Biasanya memberikan estimasi reliabilitas yang lebih kecil daripada estimasi yang diperoleh dari metode split half. Estimasi ini juga dipengaruhi oleh kecepatan.
6.    Metode Antarpenilai
Memberikan sebuah indikasi derajat dimana skor yang mirip diperoleh dengan tanpa mengacu pada siapa yang melakukan penilaian. Konsistensi antarpenilai dapat ditingkatkan dengan menggunakan aturan pemberikan skor yang terperinci dengan jelas dengan pelatihan penilai secara cermat.
Variasi ukuran koefisien reliabilitas yang dihasilkan dari metode dalam mengestimasi reliabilitas secara langsung dapat dilekatkan terhadap tipe konsistensi yang tercakup dalam tiap-tiap metode. Penggunaan kembali metode yang ekuivalen tersebut dengan sebuah interval waktu yang dimasukkan ke dalam perhitungan  sebagian besar sumber variasi dalam skor tes dan merupakan metode yang cermat untuk mengestimasi reliabilitas daripada dengan tes—retes, penggunaan bentuk ekuivalen tanpa suatu interval waktu yang menghalanginya, atau metode konsistensi internal. Maka, koefisien reliabilitas yang elbih kecil dapat dapat diharapkan dengan metode ini, dan tidaklah adil untuk membandingkan koefisien reliabilitas tersebut dengan koefisien yang diperoleh dengan metode yang kurang keras.

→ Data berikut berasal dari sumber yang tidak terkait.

//! Client identity
//!
//! A session id is the opaque identity a participant row is keyed on.
//! Rejoining a room with the same id reactivates the existing participant.

use std::sync::OnceLock;

use pointroom_core::{Error, Result};
use tracing::debug;
use uuid::Uuid;

/// Issues the identity this client acts as
pub trait IdentityProvider: Send + Sync {
    fn session_id(&self) -> Result<Uuid>;
}

/// Anonymous identity, minted on first use and stable for the process
#[derive(Debug, Default)]
pub struct AnonymousIdentity {
    id: OnceLock<Uuid>,
}

impl AnonymousIdentity {
    pub fn new() -> Self {
        Self::default()
    }
}

impl IdentityProvider for AnonymousIdentity {
    fn session_id(&self) -> Result<Uuid> {
        Ok(*self.id.get_or_init(|| {
            let id = Uuid::new_v4();
            debug!(session_id = %id, "Anonymous identity issued");
            id
        }))
    }
}

/// A known identity, e.g. restored from disk
#[derive(Debug, Clone, Copy)]
pub struct FixedIdentity(pub Uuid);

impl IdentityProvider for FixedIdentity {
    fn session_id(&self) -> Result<Uuid> {
        Ok(self.0)
    }
}

/// No identity could be established
#[derive(Debug, Clone, Copy, Default)]
pub struct NoIdentity;

impl IdentityProvider for NoIdentity {
    fn session_id(&self) -> Result<Uuid> {
        Err(Error::Authentication("no session identity available".into()))
    }
}

#[cfg(test)]
mod tests {
    use super::*;

    #[test]
    fn test_anonymous_identity_is_stable() {
        let identity = AnonymousIdentity::new();
        assert_eq!(identity.session_id().unwrap(), identity.session_id().unwrap());
        assert_ne!(
            identity.session_id().unwrap(),
            AnonymousIdentity::new().session_id().unwrap()
        );
    }

    #[test]
    fn test_missing_identity() {
        assert!(matches!(NoIdentity.session_id(), Err(Error::Authentication(_))));
    }
}
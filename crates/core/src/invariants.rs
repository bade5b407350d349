//! Developer guardrails and invariants
//!
//! Debug assertions for detecting impossible states during development.
//! These checks are compiled out in release builds.

use std::collections::HashSet;

use uuid::Uuid;

use crate::models::{CardSelection, RoomSnapshot, Round};

/// Validate that a room snapshot is internally consistent
pub fn assert_snapshot_invariants(snapshot: &RoomSnapshot) {
    let room_id = snapshot.room.id;

    let owners = snapshot.participants.iter().filter(|p| p.is_owner).count();
    debug_assert!(
        owners <= 1,
        "Room {} has {} owners, expected at most 1",
        room_id,
        owners
    );
    debug_assert!(
        owners == 1 || snapshot.participants.is_empty(),
        "Room {} has participants but no owner",
        room_id
    );

    assert_round_sequence(room_id, &snapshot.rounds);
}

/// Round numbers are 1..=n without gaps or duplicates.
///
/// A lower round may still be selecting when two clients started rounds at
/// once; the highest one is current and the other is simply abandoned.
pub fn assert_round_sequence(room_id: Uuid, rounds: &[Round]) {
    let mut numbers: Vec<u32> = rounds.iter().map(|r| r.round_number).collect();
    numbers.sort_unstable();
    for (i, number) in numbers.iter().enumerate() {
        debug_assert!(
            *number as usize == i + 1,
            "Room {} round numbers {:?} have a gap or duplicate",
            room_id,
            numbers
        );
    }
}

/// A round never holds two selections from the same participant
pub fn assert_selection_invariants(round_id: Uuid, selections: &[CardSelection]) {
    let mut seen = HashSet::new();
    for selection in selections {
        debug_assert!(
            selection.round_id == round_id,
            "Selection {} belongs to round {} not {}",
            selection.id,
            selection.round_id,
            round_id
        );
        debug_assert!(
            seen.insert(selection.participant_id),
            "Participant {} has two selections in round {}",
            selection.participant_id,
            round_id
        );
    }
}
//! Pointroom client library
//!
//! The session coordination core: a per-client state machine for one
//! estimation room, completion detection and reveal, reconciliation after
//! reconnect, and the async driver that wires it to the change feed and
//! the connectivity monitor.

pub mod completion;
pub mod config;
pub mod driver;
pub mod identity;
pub mod session;
pub mod view;

pub use completion::{check_all_selected, CompletionCheck};
pub use config::{ClientConfig, ConfigError};
pub use driver::SessionDriver;
pub use identity::{AnonymousIdentity, FixedIdentity, IdentityProvider, NoIdentity};
pub use session::{ChangeOutcome, SelectOutcome, Session};
pub use view::{RosterEntry, RoundView, SessionView};
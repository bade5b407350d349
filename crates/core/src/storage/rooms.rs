//! Room storage operations

use rusqlite::{params, Connection, OptionalExtension, Row};
use tracing::instrument;
use uuid::Uuid;

use super::parse::{parse_datetime, parse_room_code, parse_room_status, parse_uuid};
use crate::error::Result;
use crate::models::{Room, RoomCode};

const ROOM_COLUMNS: &str = "id, code, status, created_at, updated_at";

fn room_from_row(row: &Row<'_>) -> rusqlite::Result<Room> {
    Ok(Room {
        id: parse_uuid(&row.get::<_, String>(0)?)?,
        code: parse_room_code(row.get(1)?)?,
        status: parse_room_status(&row.get::<_, String>(2)?)?,
        created_at: parse_datetime(&row.get::<_, String>(3)?)?,
        updated_at: parse_datetime(&row.get::<_, String>(4)?)?,
    })
}

pub struct RoomStore<'a> {
    conn: &'a Connection,
}

impl<'a> RoomStore<'a> {
    pub fn new(conn: &'a Connection) -> Self {
        Self { conn }
    }

    /// Create a new room
    #[instrument(skip(self, room), fields(code = %room.code))]
    pub fn create(&self, room: &Room) -> Result<()> {
        self.conn.execute(
            "INSERT INTO rooms (id, code, status, created_at, updated_at)
             VALUES (?1, ?2, ?3, ?4, ?5)",
            params![
                room.id.to_string(),
                room.code.as_str(),
                room.status.as_str(),
                room.created_at.to_rfc3339(),
                room.updated_at.to_rfc3339(),
            ],
        )?;
        Ok(())
    }

    /// Find room by ID
    #[instrument(skip(self))]
    pub fn find_by_id(&self, id: Uuid) -> Result<Option<Room>> {
        let mut stmt = self
            .conn
            .prepare(&format!("SELECT {} FROM rooms WHERE id = ?1", ROOM_COLUMNS))?;
        let room = stmt
            .query_row(params![id.to_string()], room_from_row)
            .optional()?;
        Ok(room)
    }

    /// Find room by its shareable code
    #[instrument(skip(self), fields(code = %code))]
    pub fn find_by_code(&self, code: &RoomCode) -> Result<Option<Room>> {
        let mut stmt = self
            .conn
            .prepare(&format!("SELECT {} FROM rooms WHERE code = ?1", ROOM_COLUMNS))?;
        let room = stmt
            .query_row(params![code.as_str()], room_from_row)
            .optional()?;
        Ok(room)
    }

    /// Is this code already taken?
    pub fn code_exists(&self, code: &RoomCode) -> Result<bool> {
        let count: i64 = self.conn.query_row(
            "SELECT COUNT(*) FROM rooms WHERE code = ?1",
            params![code.as_str()],
            |row| row.get(0),
        )?;
        Ok(count > 0)
    }

    /// Touch the room's update timestamp
    pub fn touch(&self, id: Uuid) -> Result<()> {
        self.conn.execute(
            "UPDATE rooms SET updated_at = ?1 WHERE id = ?2",
            params![chrono::Utc::now().to_rfc3339(), id.to_string()],
        )?;
        Ok(())
    }

    /// Minimal query used as a connectivity probe
    pub fn probe(&self) -> Result<()> {
        let mut stmt = self.conn.prepare("SELECT id FROM rooms LIMIT 1")?;
        let _ = stmt.query_row([], |row| row.get::<_, String>(0)).optional()?;
        Ok(())
    }
}
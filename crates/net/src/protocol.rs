//! Change feed payloads
//!
//! Notifications arrive as loosely-typed JSON rows. They are decoded into
//! the closed [`ChangeEvent`] enum here, at the feed boundary; nothing
//! untyped travels further.

use pointroom_core::{CardSelection, ChangeEvent, ChangeKind, EntityKind, Participant, Round};
use serde::{Deserialize, Serialize};

use crate::error::{Error, Result};

/// A row-level change as delivered by the transport
#[derive(Debug, Clone, Serialize, Deserialize)]
pub struct RawChange {
    pub table: String,
    #[serde(rename = "eventType")]
    pub event_type: String,
    /// Row contents after the change
    #[serde(rename = "new")]
    pub record: serde_json::Value,
}

impl RawChange {
    /// Deserialize from JSON bytes
    pub fn from_bytes(bytes: &[u8]) -> Result<Self> {
        serde_json::from_slice(bytes)
            .map_err(|e| Error::Protocol(format!("Invalid change payload: {}", e)))
    }

    /// Serialize to JSON bytes
    pub fn to_bytes(&self) -> Result<Vec<u8>> {
        serde_json::to_vec(self)
            .map_err(|e| Error::Protocol(format!("Serialization failed: {}", e)))
    }

    /// Build the raw form of a typed event
    pub fn from_event(event: &ChangeEvent) -> Result<Self> {
        let record = match event {
            ChangeEvent::Participant { participant, .. } => serde_json::to_value(participant),
            ChangeEvent::Round { round, .. } => serde_json::to_value(round),
            ChangeEvent::CardSelection { selection, .. } => serde_json::to_value(selection),
        }
        .map_err(|e| Error::Protocol(format!("Serialization failed: {}", e)))?;

        Ok(Self {
            table: event.entity().table().to_string(),
            event_type: match event.kind() {
                ChangeKind::Insert => "INSERT",
                ChangeKind::Update => "UPDATE",
            }
            .to_string(),
            record,
        })
    }

    /// Decode into a typed event
    pub fn decode(self) -> Result<ChangeEvent> {
        let kind = match self.event_type.as_str() {
            "INSERT" => ChangeKind::Insert,
            "UPDATE" => ChangeKind::Update,
            other => {
                return Err(Error::Protocol(format!(
                    "Unsupported event type '{}'",
                    other
                )))
            }
        };

        let entity = EntityKind::from_table(&self.table)
            .ok_or_else(|| Error::Protocol(format!("Unknown table '{}'", self.table)))?;

        let invalid = |e: serde_json::Error| {
            Error::Protocol(format!("Invalid {} record: {}", self.table, e))
        };

        let event = match entity {
            EntityKind::Participant => ChangeEvent::Participant {
                kind,
                participant: serde_json::from_value::<Participant>(self.record.clone())
                    .map_err(invalid)?,
            },
            EntityKind::Round => ChangeEvent::Round {
                kind,
                round: serde_json::from_value::<Round>(self.record.clone()).map_err(invalid)?,
            },
            EntityKind::CardSelection => ChangeEvent::CardSelection {
                kind,
                selection: serde_json::from_value::<CardSelection>(self.record.clone())
                    .map_err(invalid)?,
            },
        };
        Ok(event)
    }
}
use criterion::{BenchmarkId, Criterion, black_box, criterion_group, criterion_main};
use rayon::prelude::*;

use dist_csr::algs::communicator::NoComm;
use dist_csr::sparse::{DistributedCsrMatrix, DistributedSparseGraph};

/// Q1 quads on an `n x n` node grid.
fn grid_elements(n: usize) -> Vec<[usize; 4]> {
    let mut els = Vec::with_capacity((n - 1) * (n - 1));
    for y in 0..n - 1 {
        for x in 0..n - 1 {
            let a = y * n + x;
            els.push([a, a + 1, a + n, a + n + 1]);
        }
    }
    els
}

fn build(n: usize, els: &[[usize; 4]]) -> DistributedCsrMatrix<NoComm> {
    let mut g = DistributedSparseGraph::uniform(n * n, NoComm).expect("graph");
    els.par_iter()
        .for_each(|e| g.add_entries(e).expect("pattern entry"));
    g.finalize().expect("finalize");
    DistributedCsrMatrix::new(&g).expect("matrix")
}

fn bench_assembly(c: &mut Criterion) {
    let mut group = c.benchmark_group("assembly");
    let k = [
        [4.0, -1.0, -1.0, -2.0],
        [-1.0, 4.0, -2.0, -1.0],
        [-1.0, -2.0, 4.0, -1.0],
        [-2.0, -1.0, -1.0, 4.0],
    ];

    for &n in &[64usize, 256] {
        let els = grid_elements(n);
        let mut a = build(n, &els);

        group.bench_with_input(BenchmarkId::new("serial", n), &n, |b, _| {
            b.iter(|| {
                a.set_value(0.0);
                a.begin_assemble().expect("begin");
                for e in &els {
                    a.assemble(&k, e);
                }
                a.finalize_assemble().expect("finalize");
            })
        });

        group.bench_with_input(BenchmarkId::new("parallel", n), &n, |b, _| {
            b.iter(|| {
                a.set_value(0.0);
                a.begin_assemble().expect("begin");
                els.par_iter().for_each(|e| a.assemble(&k, e));
                a.finalize_assemble().expect("finalize");
            })
        });

        let x = vec![1.0; n * n];
        let mut y = vec![0.0; n * n];
        group.bench_with_input(BenchmarkId::new("mult_and_add", n), &n, |b, _| {
            b.iter(|| {
                a.mult_and_add(black_box(&mut y), black_box(&x), &[])
                    .expect("product");
            })
        });
    }
    group.finish();
}

criterion_group!(benches, bench_assembly);
criterion_main!(benches);
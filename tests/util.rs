#![allow(dead_code)]
use dist_csr::{
    algs::communicator::{Communicator, RayonComm},
    matrix_error::MatrixError,
    sparse::{DistributedCsrMatrix, DistributedSparseGraph},
};

/// Run `f` once per rank of a fresh `n`-rank thread world; results by rank.
pub fn run_ranks<T, F>(n: usize, f: F) -> Vec<T>
where
    T: Send,
    F: Fn(RayonComm) -> T + Sync,
{
    let world = RayonComm::world(n);
    std::thread::scope(|s| {
        let f = &f;
        let handles: Vec<_> = world
            .into_iter()
            .map(|comm| s.spawn(move || f(comm)))
            .collect();
        handles.into_iter().map(|h| h.join().unwrap()).collect()
    })
}

/// Graph + matrix over `n` rows split uniformly, with the pattern of every
/// element this rank will assemble.
pub fn build_matrix<C>(
    comm: C,
    n: usize,
    my_elements: &[Vec<usize>],
) -> Result<DistributedCsrMatrix<C>, MatrixError>
where
    C: Communicator + Clone,
{
    let mut graph = DistributedSparseGraph::uniform(n, comm)?;
    for ids in my_elements {
        graph.add_entries(ids)?;
    }
    graph.finalize()?;
    DistributedCsrMatrix::new(&graph)
}

/// Local and ghost slices of a replicated global vector, as `mult_and_add`
/// expects them.
pub fn split_input<C: Communicator>(a: &DistributedCsrMatrix<C>, x: &[f64]) -> (Vec<f64>, Vec<f64>) {
    let [begin, end] = a.local_bounds();
    let remote = a.off_diag_global_ids().iter().map(|&g| x[g]).collect();
    (x[begin..end].to_vec(), remote)
}

/// `A * x` restricted to this rank's rows.
pub fn local_product<C: Communicator>(a: &DistributedCsrMatrix<C>, x: &[f64]) -> Vec<f64> {
    let (local, remote) = split_input(a, x);
    let mut y = vec![0.0; a.local_row_count()];
    a.mult_and_add(&mut y, &local, &remote).unwrap();
    y
}
#![cfg_attr(docsrs, feature(doc_cfg))]
//! # dist-csr
//!
//! dist-csr is a row-distributed compressed sparse row matrix for finite-element
//! codes. Rows are partitioned across ranks by contiguous ownership ranges;
//! element matrices are scattered into it concurrently, contributions to rows
//! owned elsewhere are folded into their owners in one collective step, and
//! the assembled matrix applies itself to a distributed vector.
//!
//! ## Features
//! - Fixed-pattern CSR blocks with lock-free atomic value accumulation
//! - Diagonal/off-diagonal split with dense ghost-column numbering
//! - Edge-colored communication schedule: each rank talks to at most one peer
//!   per round and the whole plan is computed once per sparsity pattern
//! - Pluggable communication backends (serial, threads, MPI)
//!
//! ## Usage
//! ```toml
//! [dependencies]
//! dist-csr = "0.1"
//! # features = ["mpi-support"]
//! ```
//!
//! A cycle looks like
//! ```no_run
//! use dist_csr::prelude::*;
//!
//! # fn main() -> Result<(), MatrixError> {
//! let mut graph = DistributedSparseGraph::uniform(3, NoComm)?;
//! graph.add_entries(&[0, 1])?;
//! graph.add_entries(&[1, 2])?;
//! graph.finalize()?;
//!
//! let mut a = DistributedCsrMatrix::new(&graph)?;
//! a.begin_assemble()?;
//! let k = [[1.0, -1.0], [-1.0, 1.0]];
//! a.assemble(&k, &[0, 1]);
//! a.assemble(&k, &[1, 2]);
//! a.finalize_assemble()?;
//! # Ok(())
//! # }
//! ```
//!
//! ## Determinism
//! Floating-point addition is not associative: concurrent `assemble` calls
//! produce the same sums up to rounding, in an order that depends on thread
//! scheduling.

pub mod algs;
pub mod debug_invariants;
pub mod matrix_error;
pub mod sparse;

pub use debug_invariants::DebugInvariants;

/// A convenient prelude to import the most-used traits & types:
pub mod prelude {
    #[cfg(feature = "mpi-support")]
    pub use crate::algs::communicator::MpiComm;
    pub use crate::algs::communicator::{
        AssemblyCommTags, CommTag, Communicator, NoComm, RayonComm,
    };
    pub use crate::debug_invariants::DebugInvariants;
    pub use crate::matrix_error::MatrixError;
    pub use crate::sparse::{
        AssemblyState, CsrBlock, DenseElement, DistributedCsrMatrix, DistributedGraph,
        DistributedSparseGraph, ElementMatrix,
    };
}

Pada sisi lain, koefisien reliabilitas yang lebih besar yang biasanya dilaporkan untuk metode belah-dua harus diterima dengan kewaspadaan. Jika kecepatan merupakan faktor penting dalam pengujian, koefisien reliabilitas belah-dua harus disingkirkan seluruhnya, dan bukti lain tentang reliabilitas harus dicari.

Reliabilitas Penilaian yang Dievaluasi Dalam Hal Sebuah Standar Kinerja Tetap
Terdapat suatu variasi situasi dimana tujuan utama sebuah penilaian hendak menentukan apakah kinerja telah memenuhi standar yang telah ditetapkan. Tes penguasaan yang mengacu pada kriteria adalah contohnya. Biasanya, tes tersebut dirancang untuk memberikan dasar bagi sebuah keputusan mengacu pada penguasaan seperangkat kecakapan inti dan seringkali menekankan pada kinerja yang relatif rendah. Dengan membandingkan kinerja dengan sebuah standar tetap dibandingkan dengan kinerja siswa yang lain, namun, tidak perlu membatasi penilaian terhadap pengujian kecakapan tingkat rendah dan tingkat minimum kinerja. Memang, pada saat ini penekanannya ada pada pembentukan standar tinggi dalam kinerja bagi seluruh siswa.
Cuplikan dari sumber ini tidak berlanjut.